Najprostszy z testowanych przeze mnie przepisów na gofry. Zwykłe, słodkie, gotowe do schrupania od razu po wypieczeniu. Koneserzy jedzą na sucho, cała reszta z ulubionymi dodatkami. W tym miejscu polecam dżem porzeczkowy ;)
Z podanych proporcji otrzymamy około 18-20 sztuk "rozetek" serduszek.
Przed rozpoczęciem smażenia (pieczenia) ciasto odstawiamy na ok. 5-10 min.
Użyta w przepisie szklanka posiada objętość 250 ml.
Składniki:
- 8 jajek
- 3 szkl. mleka (użyłam UHT 3,2%, ale można wykorzystać dowolne)
- 1 szkl. oleju
- 5 szkl. mąki (dowolna, tym razem wymieszałam zwykłą pszenną 405 z pszenną pełnoziarnistą 1650, więc nie trzeba również trzymać się jednego typu)
- 0,75 szkl. cukru (jeśli wolicie mniej słodkie, wystarczy dodać nieco ponad połowę szklanki cukru)
- 2 łyżeczki proszku do pieczenia
Wykonanie:
- W misce umieszczamy mokre składniki.

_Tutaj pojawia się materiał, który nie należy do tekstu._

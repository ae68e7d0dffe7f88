use clap::Parser;
use farcall::{MockConnector, Prx, Runtime, RuntimeConfig};
use farcall_demo::{Job, Printer, PrinterPrx, ScriptedPrinter};
use std::{
    sync::{
        Arc,
        atomic::{AtomicUsize, Ordering},
    },
    time::Duration,
};

#[derive(clap::ValueEnum, Debug, Clone, Copy, PartialEq, Eq)]
pub enum Mode {
    Twoway,
    Oneway,
    Batch,
}

#[derive(Parser, Debug, Clone)]
#[command(version, about, long_about = None)]
pub struct Args {
    /// Stringified proxy of the printer.
    #[arg(default_value = "printer:tcp -h 127.0.0.1 -p 10000")]
    pub proxy: String,

    /// Invocation mode.
    #[arg(long, value_enum, default_value = "twoway")]
    pub mode: Mode,

    /// Text to print.
    #[arg(short, long, default_value = "alice")]
    pub value: String,

    /// Number of copies.
    #[arg(short, long, default_value_t = 1)]
    pub copies: u32,

    /// Use MessagePack
    #[arg(long, default_value_t = false)]
    pub use_msgpack: bool,

    /// Let the printer drop its connection on every n-th request.
    #[arg(long, default_value_t = 0)]
    pub drop_every: usize,

    /// Enable stress testing.
    #[arg(long, default_value_t = false)]
    pub stress: bool,

    /// Stress testing duration.
    #[arg(long, default_value = "10")]
    pub secs: u64,

    /// The number of coroutines.
    #[arg(long, default_value = "32")]
    pub coroutines: usize,
}

#[derive(Default)]
struct State {
    total: AtomicUsize,
    fails: AtomicUsize,
}

async fn stress_test(args: Args, printer: PrinterPrx) {
    let state = Arc::new(State::default());
    let start_time = std::time::Instant::now();
    let secs = args.secs;
    let mut tasks = vec![];
    for _ in 0..args.coroutines {
        let job = Job {
            text: args.value.clone(),
            copies: args.copies,
        };
        let state = state.clone();
        let printer = printer.clone();
        tasks.push(tokio::spawn(async move {
            while start_time.elapsed().as_secs() < secs {
                for _ in 0..256 {
                    let result = printer.print(&job).await;
                    state.total.fetch_add(1, Ordering::AcqRel);
                    if result.is_err() {
                        state.fails.fetch_add(1, Ordering::AcqRel);
                    }
                }
                tokio::task::yield_now().await;
            }
        }));
    }
    tokio::select! {
        _ = async {
            for task in tasks {
                if let Err(e) = task.await {
                    tracing::error!("stress task failed: {e}");
                }
            }
        } => {
        }
        _ = async move {
            let mut interval = tokio::time::interval(Duration::from_secs(1));
            loop {
                interval.tick().await;
                let total = state.total.swap(0, Ordering::AcqRel);
                let fails = state.fails.swap(0, Ordering::AcqRel);
                tracing::info!("QPS: {total}/s, fails: {fails}/s");
            }
        } => {
        }
    }
}

#[tokio::main]
async fn main() -> farcall::Result<()> {
    tracing_subscriber::fmt()
        .with_max_level(tracing::Level::INFO)
        .init();

    let args = Args::parse();

    let scripted = Arc::new(ScriptedPrinter::new(args.drop_every));
    let connector = MockConnector::new(move |req| scripted.respond(req));
    let config = RuntimeConfig {
        use_msgpack: args.use_msgpack,
        ..Default::default()
    };
    let runtime = Runtime::create(config, Arc::new(connector.clone()))?;

    let object = runtime.string_to_proxy(&args.proxy)?;
    let Some(printer) = object.checked_cast::<PrinterPrx>().await? else {
        tracing::error!("{object} is not a printer");
        return Ok(());
    };

    if args.stress {
        stress_test(args, printer).await;
    } else {
        let job = Job {
            text: args.value.clone(),
            copies: args.copies,
        };
        match args.mode {
            Mode::Twoway => {
                let rsp = printer.print(&job).await;
                tracing::info!("print rsp: {:?}", rsp);
                let rsp = printer.queue_len().await;
                tracing::info!("queue_len rsp: {:?}", rsp);
            }
            Mode::Oneway => {
                let rsp = printer.as_oneway().print(&job).await;
                tracing::info!("oneway print rsp: {:?}", rsp);
            }
            Mode::Batch => {
                let batch = printer.as_batch_oneway();
                for _ in 0..3 {
                    batch.print(&job).await?;
                }
                tracing::info!("queued {} batch request(s)", batch.batch_request_count());
                let rsp = batch.flush_batch_requests().await;
                tracing::info!("flush rsp: {:?}", rsp);
            }
        }
    }

    tracing::info!(
        "{} connect(s), {} frame(s) sent",
        connector.connects(),
        connector.sends()
    );
    runtime.destroy().await;
    Ok(())
}
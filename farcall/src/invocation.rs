use std::{sync::Arc, time::Duration};

use bytes::Bytes;
use serde::de::DeserializeOwned;
use tokio_util::sync::CancellationToken;

use crate::{
    Context, Endpoint, Message, MsgFlags, MsgMeta, ObjectPrx, OperationMode, Payload,
    PooledConnection, Receiver, Reference, ReplyStatus, RequestHandler, RetryDecision,
    config::{CONNECTION_TIMEOUT, INFINITE_TIMEOUT},
    error::{Error, ErrorClass, ErrorKind, Result},
    msg::encode_frame,
    retry::is_retry_eligible,
};

#[derive(Clone, Copy, Debug, PartialEq, Eq)]
enum InvocationState {
    Created,
    Resolving,
    Sending,
    AwaitingReply,
    /// Handed to the transport, no reply expected.
    Sent,
    Succeeded,
    UserFailed,
    LocalFailed,
    Retrying,
    Propagated,
}

/// Answer of the server, or the implicit answer of a request that expects none.
#[derive(Debug, Clone)]
pub struct Reply {
    ok: bool,
    payload: Payload,
    use_msgpack: bool,
}

impl Reply {
    fn none() -> Self {
        Self {
            ok: true,
            payload: Payload::Empty,
            use_msgpack: false,
        }
    }

    /// False when the server raised a user exception.
    #[must_use]
    pub fn is_ok(&self) -> bool {
        self.ok
    }

    #[must_use]
    pub fn payload(&self) -> &Payload {
        &self.payload
    }

    #[must_use]
    pub fn into_parts(self) -> (bool, Payload) {
        (self.ok, self.payload)
    }

    /// Decodes the result, or the user exception as an error.
    ///
    /// # Errors
    pub fn decode<T: DeserializeOwned>(&self) -> Result<T> {
        if self.ok {
            return self.payload.decode(self.use_msgpack);
        }
        let mut error: Error = self.payload.decode(self.use_msgpack)?;
        if !matches!(error.kind, ErrorKind::UserException(_)) {
            error.kind = ErrorKind::UserException(format!("{:?}", error.kind));
        }
        Err(error)
    }
}

struct Completed {
    handler: Arc<RequestHandler>,
    connection: PooledConnection,
    reply: Reply,
}

struct Failure {
    error: Error,
    sent: bool,
    handler: Option<Arc<RequestHandler>>,
    connection: Option<PooledConnection>,
}

impl Failure {
    fn unsent(error: Error, handler: Option<&Arc<RequestHandler>>) -> Self {
        Self {
            error,
            sent: false,
            handler: handler.cloned(),
            connection: None,
        }
    }

    fn on(mut self, connection: &PooledConnection) -> Self {
        self.connection = Some(connection.clone());
        self
    }
}

/// One logical call through a proxy, across all of its attempts.
pub struct Invocation {
    proxy: ObjectPrx,
    operation: String,
    mode: OperationMode,
    context: Option<Context>,
    cancel: CancellationToken,
    state: InvocationState,
    attempts: u32,
    /// Endpoints whose connection failed, tried last on later attempts.
    failed: Vec<Endpoint>,
}

impl Invocation {
    pub(crate) fn new(proxy: ObjectPrx, operation: &str, mode: OperationMode) -> Self {
        Self {
            proxy,
            operation: operation.to_string(),
            mode,
            context: None,
            cancel: CancellationToken::new(),
            state: InvocationState::Created,
            attempts: 0,
            failed: Vec::new(),
        }
    }

    /// Sends `context` instead of the proxy's context.
    #[must_use]
    pub fn context(mut self, context: Context) -> Self {
        self.context = Some(context);
        self
    }

    /// Abandons the call with `Cancelled` once `token` is cancelled.
    #[must_use]
    pub fn cancellation(mut self, token: CancellationToken) -> Self {
        self.cancel = token;
        self
    }

    /// Sends the request and waits for the reply according to the proxy's
    /// mode. Batch-mode requests are only queued.
    ///
    /// # Errors
    ///
    /// The error of the last attempt, tagged with the operation name and the
    /// number of attempts made.
    pub async fn invoke(mut self, params: Payload) -> Result<Reply> {
        let reference = Arc::clone(self.proxy.reference());
        if reference.mode().is_batch() {
            self.proxy
                .runtime()
                .check_alive()
                .and_then(|()| self.encode(&reference, 0, &params, MsgFlags::IsBatch))
                .map_err(|e| e.with_operation(&self.operation))
                .map(|chunk| self.proxy.batch_queue().enqueue(chunk))?;
            self.transition(InvocationState::Sent);
            return Ok(Reply::none());
        }
        self.run(Some(&params)).await.map(|completed| completed.reply)
    }

    /// Establishes the proxy's connection without sending anything.
    ///
    /// # Errors
    pub async fn connect(self) -> Result<PooledConnection> {
        self.connect_handler().await.map(|(_, connection)| connection)
    }

    /// Like [`Invocation::connect`], also returning the handler the
    /// connection was obtained through.
    pub(crate) async fn connect_handler(mut self) -> Result<(Arc<RequestHandler>, PooledConnection)> {
        self.run(None)
            .await
            .map(|completed| (completed.handler, completed.connection))
    }

    async fn run(&mut self, params: Option<&Payload>) -> Result<Completed> {
        loop {
            self.attempts += 1;
            self.transition(InvocationState::Resolving);
            let failure = match self.attempt(params).await {
                Ok(completed) => return Ok(completed),
                Err(failure) => failure,
            };

            self.transition(InvocationState::LocalFailed);
            let error = match self.handle_failure(failure).await {
                Ok(backoff) => {
                    self.transition(InvocationState::Retrying);
                    if backoff.is_zero() {
                        continue;
                    }
                    let runtime = self.proxy.runtime();
                    tokio::select! {
                        () = tokio::time::sleep(backoff) => continue,
                        () = runtime.destroyed().cancelled() => Error::kind(ErrorKind::RuntimeDestroyed),
                        () = self.cancel.cancelled() => Error::kind(ErrorKind::Cancelled),
                    }
                }
                Err(error) => error,
            };
            self.transition(InvocationState::Propagated);
            return Err(error
                .with_operation(&self.operation)
                .with_attempts(self.attempts));
        }
    }

    async fn attempt(&mut self, params: Option<&Payload>) -> std::result::Result<Completed, Failure> {
        let runtime = Arc::clone(self.proxy.runtime());
        runtime.check_alive().map_err(|e| Failure::unsent(e, None))?;
        if self.cancel.is_cancelled() {
            return Err(Failure::unsent(Error::kind(ErrorKind::Cancelled), None));
        }

        let handler = self.proxy.request_handler();
        let connection = tokio::select! {
            r = handler.connection(&runtime, &self.failed) => r,
            () = self.cancel.cancelled() => Err(Error::kind(ErrorKind::Cancelled)),
        };
        let connection = connection.map_err(|e| Failure::unsent(e, Some(&handler)))?;
        let handler = if handler.is_pending() {
            let connected =
                RequestHandler::connected(Arc::clone(handler.reference()), connection.clone());
            if self
                .proxy
                .update_request_handler(&handler, Some(Arc::clone(&connected)))
            {
                connected
            } else {
                handler
            }
        } else {
            handler
        };

        let Some(params) = params else {
            return Ok(Completed {
                handler,
                connection,
                reply: Reply::none(),
            });
        };

        self.transition(InvocationState::Sending);
        let reference = Arc::clone(handler.reference());
        let twoway = reference.mode().is_twoway();
        let (request_id, receiver) = if twoway {
            connection.alloc()
        } else {
            (0, Receiver::None)
        };
        let mut flags = MsgFlags::empty();
        if connection.endpoint().compress {
            flags |= MsgFlags::Compress;
        }
        let frame = self
            .encode(&reference, request_id, params, flags)
            .and_then(|chunk| encode_frame(&[chunk]))
            .map_err(|e| Failure::unsent(e, Some(&handler)))?;
        connection
            .send(frame)
            .await
            .map_err(|e| Failure::unsent(e, Some(&handler)).on(&connection))?;

        if !twoway {
            self.transition(InvocationState::Sent);
            return Ok(Completed {
                handler,
                connection,
                reply: Reply::none(),
            });
        }

        self.transition(InvocationState::AwaitingReply);
        let sent = |error| Failure {
            error,
            sent: true,
            handler: Some(Arc::clone(&handler)),
            connection: Some(connection.clone()),
        };
        let msg = self
            .wait(receiver, &reference, connection.endpoint())
            .await
            .map_err(sent)?;
        if let Some(error) = msg.meta.status.into_error(&msg.meta) {
            return Err(sent(error));
        }
        let reply = Reply {
            ok: msg.meta.status == ReplyStatus::Ok,
            use_msgpack: msg.meta.use_msgpack(),
            payload: msg.payload,
        };
        self.transition(if reply.ok {
            InvocationState::Succeeded
        } else {
            InvocationState::UserFailed
        });
        Ok(Completed {
            handler,
            connection,
            reply,
        })
    }

    async fn wait(&self, receiver: Receiver, reference: &Reference, endpoint: &Endpoint) -> Result<Message> {
        let runtime = self.proxy.runtime();
        let timeout = reply_timeout(reference, endpoint, runtime.config().connect_timeout_ms);
        let recv = async move {
            match timeout {
                Some(duration) => tokio::time::timeout(duration, receiver.recv())
                    .await
                    .map_err(|_| {
                        Error::new(
                            ErrorKind::InvocationTimeout,
                            format!("no reply within {duration:?}"),
                        )
                    })?,
                None => receiver.recv().await,
            }
        };
        tokio::select! {
            biased;
            () = runtime.destroyed().cancelled() => Err(Error::kind(ErrorKind::RuntimeDestroyed)),
            () = self.cancel.cancelled() => Err(Error::kind(ErrorKind::Cancelled)),
            r = recv => r,
        }
    }

    /// Backoff before the next attempt, or the error to propagate.
    ///
    /// A connection that failed at the transport level leaves the pool and
    /// its endpoint moves to the back of later attempts. It is not closed:
    /// other requests in flight on it keep their own outcome.
    async fn handle_failure(&mut self, failure: Failure) -> Result<Duration> {
        let Failure {
            error,
            sent,
            handler,
            connection,
        } = failure;
        tracing::debug!(
            "`{}` attempt {} failed (sent: {sent}): {error}",
            self.operation,
            self.attempts
        );

        if error.class() != ErrorClass::RemoteFailure
            && let Some(handler) = &handler
        {
            self.proxy.update_request_handler(handler, None);
        }
        if error.class() == ErrorClass::TransportFailure
            && let Some(connection) = connection
        {
            self.proxy.runtime().pool().remove(&connection).await;
            if !self.failed.contains(connection.endpoint()) {
                self.failed.push(connection.endpoint().clone());
            }
        }
        if !is_retry_eligible(&error.kind, sent, self.mode) {
            return Err(error);
        }

        let reference = self.proxy.reference();
        if let Some(router) = reference.router() {
            router.clear_cache();
        } else if reference.is_indirect()
            && let Some(locator) = reference.locator()
        {
            locator.clear_cache(reference.adapter_id());
        }

        match self
            .proxy
            .runtime()
            .retry_policy()
            .should_retry(&error, self.attempts)
        {
            RetryDecision::Retry(backoff) => {
                tracing::warn!(
                    "retrying `{}` after {error} (attempt {})",
                    self.operation,
                    self.attempts + 1
                );
                Ok(backoff)
            }
            RetryDecision::Deny => Err(error),
        }
    }

    fn encode(
        &self,
        reference: &Reference,
        request_id: u64,
        params: &Payload,
        extra_flags: MsgFlags,
    ) -> Result<Bytes> {
        let mut flags = MsgFlags::IsReq | extra_flags;
        flags.set(
            MsgFlags::UseMessagePack,
            self.proxy.runtime().config().use_msgpack,
        );
        if reference.compress() == Some(true) {
            flags |= MsgFlags::Compress;
        }
        let meta = MsgMeta {
            flags,
            request_id,
            identity: reference.identity().clone(),
            facet: reference.facet().to_string(),
            operation: self.operation.clone(),
            mode: self.mode,
            context: self
                .context
                .clone()
                .unwrap_or_else(|| reference.context().clone()),
            encoding: reference.encoding(),
            status: ReplyStatus::Ok,
        };
        Message::new(meta, params.clone()).to_chunk()
    }

    fn transition(&mut self, state: InvocationState) {
        tracing::trace!(
            "`{}` attempt {}: {:?} -> {:?}",
            self.operation,
            self.attempts,
            self.state,
            state
        );
        self.state = state;
    }
}

/// How long a two-way attempt waits for its reply, `None` for no limit.
fn reply_timeout(reference: &Reference, endpoint: &Endpoint, default_connect_timeout: i32) -> Option<Duration> {
    let timeout = match reference.invocation_timeout() {
        CONNECTION_TIMEOUT if endpoint.timeout == INFINITE_TIMEOUT => default_connect_timeout,
        CONNECTION_TIMEOUT => endpoint.timeout,
        timeout => timeout,
    };
    u64::try_from(timeout).ok().map(Duration::from_millis)
}
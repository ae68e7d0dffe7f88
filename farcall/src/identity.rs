use schemars::JsonSchema;
use serde::{Deserialize, Serialize};

use crate::error::{Error, ErrorKind, Result};

/// Name of a remote object, optionally scoped by a category.
#[derive(
    Serialize, Deserialize, JsonSchema, Clone, Debug, Default, PartialEq, Eq, PartialOrd, Ord, Hash,
)]
pub struct Identity {
    pub name: String,
    #[serde(default)]
    pub category: String,
}

impl Identity {
    /// # Errors
    ///
    /// Fails with `IllegalIdentity` when `name` is empty.
    pub fn new(name: impl Into<String>, category: impl Into<String>) -> Result<Self> {
        let identity = Self {
            name: name.into(),
            category: category.into(),
        };
        identity.validate()?;
        Ok(identity)
    }

    /// # Errors
    pub fn validate(&self) -> Result<()> {
        if self.name.is_empty() {
            return Err(Error::new(
                ErrorKind::IllegalIdentity,
                "identity name cannot be empty".to_string(),
            ));
        }
        Ok(())
    }
}

impl std::fmt::Display for Identity {
    fn fmt(&self, f: &mut std::fmt::Formatter<'_>) -> std::fmt::Result {
        if self.category.is_empty() {
            write!(f, "{}", self.name)
        } else {
            write!(f, "{}/{}", self.category, self.name)
        }
    }
}

impl std::str::FromStr for Identity {
    type Err = Error;

    fn from_str(s: &str) -> Result<Self> {
        let (category, name) = s.split_once('/').unwrap_or(("", s));
        if name.contains('/') {
            return Err(Error::new(
                ErrorKind::IllegalIdentity,
                format!("too many `/` in identity: {s}"),
            ));
        }
        Self::new(name, category)
    }
}

#[cfg(test)]
mod tests {
    use super::*;

    #[test]
    fn test_identity_string_form() {
        let id: Identity = "printer".parse().unwrap();
        assert_eq!(id.name, "printer");
        assert!(id.category.is_empty());
        assert_eq!(id.to_string(), "printer");

        let id: Identity = "office/printer".parse().unwrap();
        assert_eq!(id.category, "office");
        assert_eq!(id.to_string(), "office/printer");

        let err = "office/".parse::<Identity>().unwrap_err();
        assert_eq!(err.kind, ErrorKind::IllegalIdentity);
        assert!("a/b/c".parse::<Identity>().is_err());
    }

    #[test]
    fn test_identity_order() {
        let a = Identity::new("a", "z").unwrap();
        let b = Identity::new("b", "a").unwrap();
        assert!(a < b);
    }
}
//! # Farcall Procedural Macros
//!
//! ## `#[interface]` Macro
//!
//! Turns a trait describing a remote interface into a typed proxy. For a
//! trait `Printer` it generates `PrinterPrx`, which implements both
//! `farcall::Prx` and `Printer` by forwarding every method as a remote call.
//!
//! ```rust,ignore
//! #[farcall::interface("::Demo::Printer")]
//! pub trait Printer {
//!     async fn print_string(&self, text: &String) -> farcall::Result<()>;
//!     #[idempotent]
//!     async fn queue_len(&self) -> farcall::Result<u64>;
//! }
//! ```
//!
//! Methods take `&self` and at most one parameter by reference, and return
//! `farcall::Result<T>`. Methods returning anything but `()` can only be
//! called through a two-way proxy. `#[idempotent]` marks operations that
//! are safe to reissue after the request was sent.

use proc_macro::TokenStream;
use quote::{format_ident, quote};
use syn::{
    FnArg, GenericArgument, ItemTrait, LitStr, PathArguments, ReturnType, TraitItem, Type,
    parse_macro_input,
};

/// Generates the typed proxy of a remote interface.
///
/// The optional argument is the type id checked by `checked_cast`; it
/// defaults to `::TraitName`.
///
/// # Panics
///
/// Panics at compile time if a method does not have the form
/// `async fn name(&self[, req: &Req]) -> Result<Rsp>`.
#[proc_macro_attribute]
pub fn interface(attr: TokenStream, input: TokenStream) -> TokenStream {
    let mut input = parse_macro_input!(input as ItemTrait);

    let trait_ident = input.ident.clone();
    let visibility = input.vis.clone();
    let prx_ident = format_ident!("{}Prx", trait_ident);
    let prx_name = prx_ident.to_string();
    let type_id = if attr.is_empty() {
        format!("::{trait_ident}")
    } else {
        parse_macro_input!(attr as LitStr).value()
    };

    let krate = get_crate_name();
    let mut proxy_methods = vec![];

    for item in &mut input.items {
        let TraitItem::Fn(method) = item else {
            panic!("an interface can only contain methods.");
        };
        let idempotent = method.attrs.iter().any(|a| a.path().is_ident("idempotent"));
        method.attrs.retain(|a| !a.path().is_ident("idempotent"));

        let sig = &method.sig;
        let receiver = match sig.receiver() {
            Some(receiver) if receiver.reference.is_some() && receiver.mutability.is_none() => {
                receiver
            }
            _ => panic!("the method `{}` should take `&self`.", sig.ident),
        };
        if sig.asyncness.is_none() || sig.inputs.len() > 2 {
            panic!(
                "the method `{}` should be in the form `async fn func(&self, req: &Req) -> Result<Rsp>`.",
                sig.ident
            );
        }
        let ReturnType::Type(_, rsp_type) = &sig.output else {
            panic!("the method `{}` should return `Result<Rsp>`.", sig.ident);
        };

        let method_ident = &sig.ident;
        let operation = method_ident.to_string();
        let output = &sig.output;
        let twoway_only = !returns_unit(rsp_type);
        let mode = if idempotent {
            quote! { #krate::OperationMode::Idempotent }
        } else {
            quote! { #krate::OperationMode::Normal }
        };

        proxy_methods.push(match sig.inputs.iter().nth(1) {
            Some(FnArg::Typed(req)) => {
                let req_type = &req.ty;
                quote! {
                    async fn #method_ident(#receiver, req: #req_type) #output {
                        self.0.invoke_typed(#operation, #mode, req, #twoway_only).await
                    }
                }
            }
            Some(FnArg::Receiver(_)) => unreachable!("receiver is always the first input"),
            None => quote! {
                async fn #method_ident(#receiver) #output {
                    self.0.invoke_typed(#operation, #mode, &(), #twoway_only).await
                }
            },
        });
    }

    quote! {
        #[allow(async_fn_in_trait)]
        #input

        #[derive(Clone, PartialEq, Eq, PartialOrd, Ord, Hash)]
        #visibility struct #prx_ident(#krate::ObjectPrx);

        impl #krate::Prx for #prx_ident {
            const TYPE_ID: &'static str = #type_id;

            fn from_object(object: #krate::ObjectPrx) -> Self {
                Self(object)
            }

            fn object(&self) -> &#krate::ObjectPrx {
                &self.0
            }
        }

        impl ::std::fmt::Display for #prx_ident {
            fn fmt(&self, f: &mut ::std::fmt::Formatter<'_>) -> ::std::fmt::Result {
                ::std::fmt::Display::fmt(&self.0, f)
            }
        }

        impl ::std::fmt::Debug for #prx_ident {
            fn fmt(&self, f: &mut ::std::fmt::Formatter<'_>) -> ::std::fmt::Result {
                write!(f, "{}({})", #prx_name, self.0)
            }
        }

        impl #trait_ident for #prx_ident {
            #(#proxy_methods)*
        }
    }
    .into()
}

/// True for `Result<()>` and friends.
fn returns_unit(rsp_type: &Type) -> bool {
    let Type::Path(path) = rsp_type else {
        return false;
    };
    let Some(segment) = path.path.segments.last() else {
        return false;
    };
    let PathArguments::AngleBracketed(args) = &segment.arguments else {
        return false;
    };
    matches!(
        args.args.first(),
        Some(GenericArgument::Type(Type::Tuple(tuple))) if tuple.elems.is_empty()
    )
}

/// Path of the farcall crate as seen from the expanding crate.
pub(crate) fn get_crate_name() -> proc_macro2::TokenStream {
    match proc_macro_crate::crate_name("farcall") {
        Ok(proc_macro_crate::FoundCrate::Name(name)) => {
            let ident = syn::Ident::new(&name, proc_macro2::Span::call_site());
            quote! { ::#ident }
        }
        _ => quote! { ::farcall },
    }
}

Mieszamy (polecam trzepaczką).
- Następnie dodajemy wszystkie suche i mieszamy ciasto do uzyskania jednolitej masy.
- Gotowe ciasto na gofry odstawiamy na 5-10 minut.
- Rozgrzewamy gofrownicę. Przed pierwszym gofrem przecieramy ją w środku olejem.
- Porcje ciasta nakładamy, delikatnie rozprowadzając je mniej-więcej po całej płytce, ponieważ samo gęstnieje i zastyga dość szybko.
- Czas pieczenia porcji będzie zależny od posiadanej przez nas gofrownicy.
- Gofry podajemy i jemy z ulubionymi dodatkami.
Jeśli zastanawiasz się, co zrobić, aby gofry były chrupkie, choćby jeżeli posiadana gofrownica jest słabszej mocy - po nałożeniu porcji ciasta i zamknięciu gofrownicy, nie otwieraj jej, póki wylana porcja ciasta mocno paruje. Otwórz ją dopiero, gdy widzisz, iż para wodna prawie nie "ucieka". Powinny być brązowe i gotowe do wyjęcia - najlepiej na kratkę.